Key Findings: A 41-year-old woman with a history of MSSA bacteremia and spinal infection presented with wound dehiscence; blood cultures grew S. aureus.1 PCR directly from blood culture detected S. aureus, S. epidermidis, and both mecA/C and mecA/C + MREJ targets, leading to initiation of vancomycin treatment.
- Initial discordant results: Conventional phenotypic AST on subcultured S. aureus isolates using VITEK 2 and cefoxitin disc diffusion showed susceptibility to oxacillin/cefoxitin, inconsistent with the genotypic MRSA signal. PBP2a immunochromatographic testing on those colonies was negative.
- Adjudication to identify MRSA:
- Blood cultures were directly plated on chromogenic MRSA selective agar, yielding colonies suggestive of MRSA that were positive for PBP2a and oxacillin resistance (MIC > 4 µg/mL).
- On mannitol salt agar with a cefoxitin disc, small colonies appeared inside the inhibition zone, consistent with a minor MRSA subpopulation among predominantly MSSA growth.
- These findings confirmed mixed bacteremia with both MSSA and a small amount of MRSA that had been missed on routine subculture.
- Clinical impact: Correctly identifying the MRSA component influenced antibiotic therapy: prolonged vancomycin followed by dalbavancin was prescribed, and complete AST enabled planning for suppressive oral therapy in the setting of spinal hardware.
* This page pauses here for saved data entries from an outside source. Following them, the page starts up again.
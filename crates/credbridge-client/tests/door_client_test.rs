//! Contract tests for HttpDoorClient.

use credbridge_client::{ClientError, DoorAction, DoorConfig, HttpDoorClient};
use wiremock::matchers::{method, path};
use wiremock::{Mock, MockServer, ResponseTemplate};

fn door(server: &MockServer) -> HttpDoorClient {
    HttpDoorClient::new(DoorConfig {
        url: format!("{}/door/0/open", server.uri()).parse().unwrap(),
        timeout_secs: 5,
    })
    .unwrap()
}

#[tokio::test]
async fn open_issues_a_single_get() {
    let server = MockServer::start().await;
    Mock::given(method("GET"))
        .and(path("/door/0/open"))
        .respond_with(ResponseTemplate::new(200).set_body_string("opened"))
        .expect(1)
        .mount(&server)
        .await;

    let response = door(&server).open().await.unwrap();
    assert_eq!(response.status, 200);
    assert_eq!(response.body, "opened");
}

#[tokio::test]
async fn non_success_status_is_an_api_error() {
    let server = MockServer::start().await;
    Mock::given(method("GET"))
        .respond_with(ResponseTemplate::new(500).set_body_string("jammed"))
        .expect(1)
        .mount(&server)
        .await;

    match door(&server).open().await {
        Err(ClientError::Api { status, body, .. }) => {
            assert_eq!(status, 500);
            assert_eq!(body, "jammed");
        }
        other => panic!("expected Api error, got {other:?}"),
    }
}

#[tokio::test]
async fn unreachable_door_is_a_transport_error() {
    let client = HttpDoorClient::new(DoorConfig {
        url: "http://127.0.0.1:1/open".parse().unwrap(),
        timeout_secs: 1,
    })
    .unwrap();
    assert!(matches!(client.open().await, Err(ClientError::Http { .. })));
}
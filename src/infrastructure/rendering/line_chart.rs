use wasm_bindgen::prelude::*;
use web_sys::{CanvasRenderingContext2d, HtmlCanvasElement};

use crate::domain::{
    chart::ChartSeries,
    logging::{LogComponent, get_logger},
};

const LINE_COLOR: &str = "#3b82f6";
const BACKGROUND: &str = "#111827";
const GRID_COLOR: &str = "#374151";
const TEXT_COLOR: &str = "#aaaaaa";

/// Scale parameters for one series on a canvas of a given size.
///
/// Pure geometry, kept apart from drawing so it can be checked off-browser.
#[derive(Debug, Clone, PartialEq)]
pub struct LineChartLayout {
    pub width: f64,
    pub height: f64,
    pub padding: f64,
    pub text_space: f64,
    pub min_value: f64,
    pub max_value: f64,
}

impl LineChartLayout {
    pub fn new(width: u32, height: u32, series: &ChartSeries) -> Self {
        let (min, max) = series.value_range().unwrap_or((0.0, 1.0));
        // A flat series would divide by zero; open the range a little.
        let (min_value, max_value) = if (max - min).abs() < f64::EPSILON {
            let pad = (min.abs() * 0.01).max(1.0);
            (min - pad, max + pad)
        } else {
            (min, max)
        };

        Self {
            width: width as f64,
            height: height as f64,
            padding: 40.0,
            text_space: 80.0,
            min_value,
            max_value,
        }
    }

    pub fn plot_width(&self) -> f64 {
        (self.width - self.padding * 2.0 - self.text_space).max(1.0)
    }

    pub fn plot_height(&self) -> f64 {
        (self.height - self.padding * 2.0).max(1.0)
    }

    /// Points are spread evenly; a single point sits in the middle.
    pub fn x_for(&self, index: usize, count: usize) -> f64 {
        if count <= 1 {
            return self.padding + self.plot_width() / 2.0;
        }
        self.padding + index as f64 * self.plot_width() / (count - 1) as f64
    }

    /// Canvas y grows downwards, so the max value maps to the top edge.
    pub fn y_for(&self, value: f64) -> f64 {
        let range = self.max_value - self.min_value;
        self.padding + ((self.max_value - value) / range) * self.plot_height()
    }

    pub fn project(&self, series: &ChartSeries) -> Vec<(f64, f64)> {
        let count = series.len();
        series.values().enumerate().map(|(i, v)| (self.x_for(i, count), self.y_for(v))).collect()
    }
}

/// Canvas 2D line chart for the detail modal.
pub struct LineChartRenderer {
    width: u32,
    height: u32,
}

impl LineChartRenderer {
    pub fn new(width: u32, height: u32) -> Self {
        Self { width, height }
    }

    fn context(&self, canvas: &HtmlCanvasElement) -> Result<CanvasRenderingContext2d, JsValue> {
        canvas.set_width(self.width);
        canvas.set_height(self.height);

        canvas
            .get_context("2d")?
            .ok_or_else(|| JsValue::from_str("2D context not available"))?
            .dyn_into::<CanvasRenderingContext2d>()
            .map_err(|_| JsValue::from_str("Failed to cast to 2D context"))
    }

    pub fn render(&self, canvas: &HtmlCanvasElement, series: &ChartSeries) -> Result<(), JsValue> {
        let context = self.context(canvas)?;
        let (w, h) = (self.width as f64, self.height as f64);

        context.clear_rect(0.0, 0.0, w, h);
        context.set_fill_style_str(BACKGROUND);
        context.fill_rect(0.0, 0.0, w, h);

        if series.is_empty() {
            return self.render_no_data_message(&context);
        }

        let layout = LineChartLayout::new(self.width, self.height, series);
        self.render_grid(&context, &layout);
        self.render_line(&context, &layout, series)?;
        self.render_value_scale(&context, &layout)?;
        self.render_labels(&context, &layout, series)?;
        self.render_title(&context, series)?;

        get_logger().debug(
            LogComponent::Infrastructure("LineChartRenderer"),
            &format!("Rendered {} points for {}", series.len(), series.title),
        );
        Ok(())
    }

    fn render_grid(&self, context: &CanvasRenderingContext2d, layout: &LineChartLayout) {
        context.set_stroke_style_str(GRID_COLOR);
        context.set_line_width(1.0);
        for step in 0..=4 {
            let y = layout.padding + layout.plot_height() * step as f64 / 4.0;
            context.begin_path();
            context.move_to(layout.padding, y);
            context.line_to(layout.padding + layout.plot_width(), y);
            context.stroke();
        }
    }

    fn render_line(
        &self,
        context: &CanvasRenderingContext2d,
        layout: &LineChartLayout,
        series: &ChartSeries,
    ) -> Result<(), JsValue> {
        let points = layout.project(series);

        context.set_stroke_style_str(LINE_COLOR);
        context.set_line_width(2.0);
        context.begin_path();
        for (i, (x, y)) in points.iter().enumerate() {
            if i == 0 {
                context.move_to(*x, *y);
            } else {
                context.line_to(*x, *y);
            }
        }
        context.stroke();

        context.set_fill_style_str(LINE_COLOR);
        for (x, y) in &points {
            context.begin_path();
            context.arc(*x, *y, 3.0, 0.0, std::f64::consts::TAU)?;
            context.fill();
        }
        Ok(())
    }

    fn render_value_scale(
        &self,
        context: &CanvasRenderingContext2d,
        layout: &LineChartLayout,
    ) -> Result<(), JsValue> {
        let x = layout.padding + layout.plot_width() + 10.0;
        context.set_fill_style_str(TEXT_COLOR);
        context.set_font("12px Arial");
        context.set_text_align("left");
        context.fill_text(&format!("${:.2}", layout.max_value), x, layout.padding + 4.0)?;
        context.fill_text(
            &format!("${:.2}", layout.min_value),
            x,
            layout.padding + layout.plot_height() + 4.0,
        )?;
        Ok(())
    }

    fn render_labels(
        &self,
        context: &CanvasRenderingContext2d,
        layout: &LineChartLayout,
        series: &ChartSeries,
    ) -> Result<(), JsValue> {
        let count = series.len();
        // Hourly labels get crowded; print every other one.
        let stride = if count > 12 { 2 } else { 1 };
        let y = layout.padding + layout.plot_height() + 20.0;

        context.set_fill_style_str(TEXT_COLOR);
        context.set_font("11px Arial");
        context.set_text_align("center");
        for (i, label) in series.labels().enumerate().filter(|(i, _)| i % stride == 0) {
            context.fill_text(label, layout.x_for(i, count), y)?;
        }
        Ok(())
    }

    fn render_title(&self, context: &CanvasRenderingContext2d, series: &ChartSeries) -> Result<(), JsValue> {
        context.set_fill_style_str(LINE_COLOR);
        context.fill_rect(40.0, 14.0, 12.0, 12.0);
        context.set_fill_style_str("#ffffff");
        context.set_font("14px Arial");
        context.set_text_align("left");
        context.fill_text(&series.title, 58.0, 25.0)?;
        Ok(())
    }

    fn render_no_data_message(&self, context: &CanvasRenderingContext2d) -> Result<(), JsValue> {
        context.set_fill_style_str("#ffffff");
        context.set_font("16px Arial");
        context.fill_text("No chart data", 40.0, self.height as f64 / 2.0)?;

        get_logger().warn(LogComponent::Infrastructure("LineChartRenderer"), "Empty series, nothing to plot");
        Ok(())
    }
}
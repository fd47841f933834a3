use derive_more::Display;

/// Log levels, ordered so that filtering is a plain comparison.
#[derive(Debug, Clone, Copy, PartialEq, Eq, PartialOrd, Ord, Display)]
pub enum LogLevel {
    #[display(fmt = "TRACE")]
    Trace = 0,
    #[display(fmt = "DEBUG")]
    Debug = 1,
    #[display(fmt = " INFO")]
    Info = 2,
    #[display(fmt = " WARN")]
    Warn = 3,
    #[display(fmt = "ERROR")]
    Error = 4,
}

/// Which layer produced the entry.
#[derive(Debug, Clone, PartialEq, Eq, Display)]
pub enum LogComponent {
    #[display(fmt = "DOM:{}", _0)]
    Domain(&'static str),
    #[display(fmt = "APP:{}", _0)]
    Application(&'static str),
    #[display(fmt = "INF:{}", _0)]
    Infrastructure(&'static str),
    #[display(fmt = "PRE:{}", _0)]
    Presentation(&'static str),
}

#[derive(Debug, Clone)]
pub struct LogEntry {
    pub timestamp: u64,
    pub level: LogLevel,
    pub component: LogComponent,
    pub message: String,
}

impl LogEntry {
    pub fn new(level: LogLevel, component: LogComponent, message: &str) -> Self {
        Self {
            timestamp: get_time_provider().current_timestamp(),
            level,
            component,
            message: message.to_string(),
        }
    }

    /// `[time] LEVEL COMPONENT | message`
    pub fn format_line(&self, time: &dyn TimeProvider) -> String {
        format!(
            "[{}] {} {} | {}",
            time.format_timestamp(self.timestamp),
            self.level,
            self.component,
            self.message
        )
    }
}

/// Clock used to stamp log entries.
pub trait TimeProvider: Send + Sync {
    fn current_timestamp(&self) -> u64;
    fn format_timestamp(&self, timestamp: u64) -> String;
}

pub trait Logger: Send + Sync {
    fn log(&self, entry: LogEntry);

    fn trace(&self, component: LogComponent, message: &str) {
        self.log(LogEntry::new(LogLevel::Trace, component, message));
    }

    fn debug(&self, component: LogComponent, message: &str) {
        self.log(LogEntry::new(LogLevel::Debug, component, message));
    }

    fn info(&self, component: LogComponent, message: &str) {
        self.log(LogEntry::new(LogLevel::Info, component, message));
    }

    fn warn(&self, component: LogComponent, message: &str) {
        self.log(LogEntry::new(LogLevel::Warn, component, message));
    }

    fn error(&self, component: LogComponent, message: &str) {
        self.log(LogEntry::new(LogLevel::Error, component, message));
    }
}

use std::sync::OnceLock;
static GLOBAL_LOGGER: OnceLock<Box<dyn Logger + Sync + Send>> = OnceLock::new();
static GLOBAL_TIME_PROVIDER: OnceLock<Box<dyn TimeProvider + Sync + Send>> = OnceLock::new();

/// First call wins; later calls are ignored.
pub fn init_logger(logger: Box<dyn Logger + Sync + Send>) {
    let _ = GLOBAL_LOGGER.set(logger);
}

pub fn init_time_provider(time_provider: Box<dyn TimeProvider + Sync + Send>) {
    let _ = GLOBAL_TIME_PROVIDER.set(time_provider);
}

pub fn get_logger() -> &'static dyn Logger {
    GLOBAL_LOGGER.get().map(|logger| logger.as_ref()).unwrap_or(&NoOpLogger)
}

pub fn get_time_provider() -> &'static dyn TimeProvider {
    GLOBAL_TIME_PROVIDER
        .get()
        .map(|provider| provider.as_ref())
        .unwrap_or(&SequenceTimeProvider)
}

struct NoOpLogger;
impl Logger for NoOpLogger {
    fn log(&self, _entry: LogEntry) {}
}

/// Monotonic counter used before a real clock is installed (and off-browser).
struct SequenceTimeProvider;
impl TimeProvider for SequenceTimeProvider {
    fn current_timestamp(&self) -> u64 {
        use std::sync::atomic::{AtomicU64, Ordering};
        static COUNTER: AtomicU64 = AtomicU64::new(0);
        COUNTER.fetch_add(1, Ordering::SeqCst)
    }

    fn format_timestamp(&self, timestamp: u64) -> String {
        format!("{:06}", timestamp)
    }
}

#[macro_export]
macro_rules! log_debug {
    ($component:expr, $($arg:tt)*) => {
        #[cfg(debug_assertions)]
        {
            $crate::domain::logging::get_logger().debug($component, &format!($($arg)*));
        }
    };
}

#[macro_export]
macro_rules! log_info {
    ($component:expr, $($arg:tt)*) => {
        $crate::domain::logging::get_logger().info($component, &format!($($arg)*));
    };
}

#[macro_export]
macro_rules! log_warn {
    ($component:expr, $($arg:tt)*) => {
        $crate::domain::logging::get_logger().warn($component, &format!($($arg)*));
    };
}

#[macro_export]
macro_rules! log_error {
    ($component:expr, $($arg:tt)*) => {
        $crate::domain::logging::get_logger().error($component, &format!($($arg)*));
    };
}

#[cfg(test)]
mod tests {
    use super::*;

    struct FixedClock;
    impl TimeProvider for FixedClock {
        fn current_timestamp(&self) -> u64 {
            42
        }
        fn format_timestamp(&self, timestamp: u64) -> String {
            format!("t{timestamp}")
        }
    }

    #[test]
    fn formats_entry_line() {
        let mut entry = LogEntry::new(
            LogLevel::Error,
            LogComponent::Application("ListingLoader"),
            "boom",
        );
        entry.timestamp = 7;
        assert_eq!(entry.format_line(&FixedClock), "[t7] ERROR APP:ListingLoader | boom");
    }

    #[test]
    fn levels_are_ordered_for_filtering() {
        assert!(LogLevel::Debug < LogLevel::Info);
        assert!(LogLevel::Error > LogLevel::Warn);
    }
}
Bigger Picture: Rapid molecular AST panels are powerful tools but may produce results that do not align with phenotypic tests if resistant subpopulations are small or masked by more abundant susceptible organisms. Adjudication using selective culture media and PBP2a detection assays can uncover minor resistant populations, which is clinically important in severe infections such as S. aureus bacteremia. Laboratories should have protocols for resolving discordances between genotypic and phenotypic AST, guided by evidence and CLSI recommendations.